Stored data:
>>>

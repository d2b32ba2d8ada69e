use std::path::{Path, PathBuf};

use crate::params::OwsParams;
use crate::types::MapLayer;

/// Name of the request parameter carrying the target layer.
pub const LAYER_PARAM: &str = "LAYER";

/// Read-only layer catalogue of a QGIS project.
#[derive(Debug, Clone, PartialEq)]
pub struct Project {
    path: PathBuf,
    layers: Vec<MapLayer>,
}

impl Project {
    #[must_use]
    pub fn new(path: impl Into<PathBuf>, layers: Vec<MapLayer>) -> Self {
        Self {
            path: path.into(),
            layers,
        }
    }

    /// Path of the `.qgs` file.
    #[must_use]
    pub fn path(&self) -> &Path {
        &self.path
    }

    #[must_use]
    pub fn layers(&self) -> &[MapLayer] {
        &self.layers
    }

    /// Layer with the given id.
    #[must_use]
    pub fn map_layer(&self, id: &str) -> Option<&MapLayer> {
        self.layers.iter().find(|l| l.id == id)
    }

    /// Resolves a vector layer by name, then short name, then id.
    #[must_use]
    pub fn vector_layer(&self, name: &str) -> Option<&MapLayer> {
        let vectors = || self.layers.iter().filter(|l| l.is_vector());
        vectors()
            .find(|l| l.name == name)
            .or_else(|| vectors().find(|l| l.short_name.as_deref() == Some(name)))
            .or_else(|| vectors().find(|l| l.id == name))
    }
}

/// Resolves the `LAYER` parameter to a vector layer of the project.
///
/// Returns `None` when the parameter is missing, blank, or does not match
/// a vector layer; callers report that as a client error.
#[must_use]
pub fn find_vector_layer_from_params<'p>(
    params: &OwsParams,
    project: &'p Project,
) -> Option<&'p MapLayer> {
    let name = params.get_non_empty(LAYER_PARAM)?;
    project.vector_layer(name)
}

<<<

Could you restate every record word for word?

RESPONSE TO THE EXERCISE:
repository d2b32ba2d8ada69e
use std::path::{Path, PathBuf};

use crate::params::OwsParams;
use crate::types::MapLayer;

/// Name of the request parameter carrying the target layer.
pub const LAYER_PARAM: &str = "LAYER";

/// Read-only layer catalogue of a QGIS project.
#[derive(Debug, Clone, PartialEq)]
pub struct Project {
    path: PathBuf,
    layers: Vec<MapLayer>,
}

impl Project {
    #[must_use]
    pub fn new(path: impl Into<PathBuf>, layers: Vec<MapLayer>) -> Self {
        Self {
            path: path.into(),
            layers,
        }
    }

    /// Path of the `.qgs` file.
    #[must_use]
    pub fn path(&self) -> &Path {
        &self.path
    }

    #[must_use]
    pub fn layers(&self) -> &[MapLayer] {
        &self.layers
    }

    /// Layer with the given id.
    #[must_use]
    pub fn map_layer(&self, id: &str) -> Option<&MapLayer> {
        self.layers.iter().find(|l| l.id == id)
    }

    /// Resolves a vector layer by name, then short name, then id.
    #[must_use]
    pub fn vector_layer(&self, name: &str) -> Option<&MapLayer> {
        let vectors = || self.layers.iter().filter(|l| l.is_vector());
        vectors()
            .find(|l| l.name == name)
            .or_else(|| vectors().find(|l| l.short_name.as_deref() == Some(name)))
            .or_else(|| vectors().find(|l| l.id == name))
    }
}

/// Resolves the `LAYER` parameter to a vector layer of the project.
///
/// Returns `None` when the parameter is missing, blank, or does not match
/// a vector layer; callers report that as a client error.
#[must_use]
pub fn find_vector_layer_from_params<'p>(
    params: &OwsParams,
    project: &'p Project,
) -> Option<&'p MapLayer> {
    let name = params.get_non_empty(LAYER_PARAM)?;
    project.vector_layer(name)
}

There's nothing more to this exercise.